**Supplied information**:
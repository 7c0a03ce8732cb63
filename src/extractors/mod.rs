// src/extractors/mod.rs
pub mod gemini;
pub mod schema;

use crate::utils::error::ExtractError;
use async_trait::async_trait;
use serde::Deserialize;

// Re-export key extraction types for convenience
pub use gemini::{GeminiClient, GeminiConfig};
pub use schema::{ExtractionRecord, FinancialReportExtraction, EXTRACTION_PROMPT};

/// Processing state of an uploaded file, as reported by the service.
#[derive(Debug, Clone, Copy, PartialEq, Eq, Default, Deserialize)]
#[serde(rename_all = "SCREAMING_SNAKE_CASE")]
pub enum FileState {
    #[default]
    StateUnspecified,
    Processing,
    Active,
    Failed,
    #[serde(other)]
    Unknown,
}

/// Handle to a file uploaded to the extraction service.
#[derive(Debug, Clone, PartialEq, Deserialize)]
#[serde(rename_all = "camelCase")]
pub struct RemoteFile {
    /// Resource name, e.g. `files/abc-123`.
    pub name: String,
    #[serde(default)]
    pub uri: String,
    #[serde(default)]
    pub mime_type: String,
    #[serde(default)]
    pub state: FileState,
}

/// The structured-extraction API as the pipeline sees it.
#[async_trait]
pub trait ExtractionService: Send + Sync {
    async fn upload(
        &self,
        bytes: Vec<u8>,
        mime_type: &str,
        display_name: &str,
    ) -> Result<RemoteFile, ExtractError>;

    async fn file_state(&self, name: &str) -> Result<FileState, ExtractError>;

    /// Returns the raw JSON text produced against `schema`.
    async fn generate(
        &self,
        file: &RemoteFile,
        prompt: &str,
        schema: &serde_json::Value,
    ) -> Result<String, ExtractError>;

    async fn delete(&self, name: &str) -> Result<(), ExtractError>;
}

**What is needed**: Where does the word "RemoteFile" appear in the records? Copy every line that holds it.

**Exercise result**:
pub struct RemoteFile {
    ) -> Result<RemoteFile, ExtractError>;
        file: &RemoteFile,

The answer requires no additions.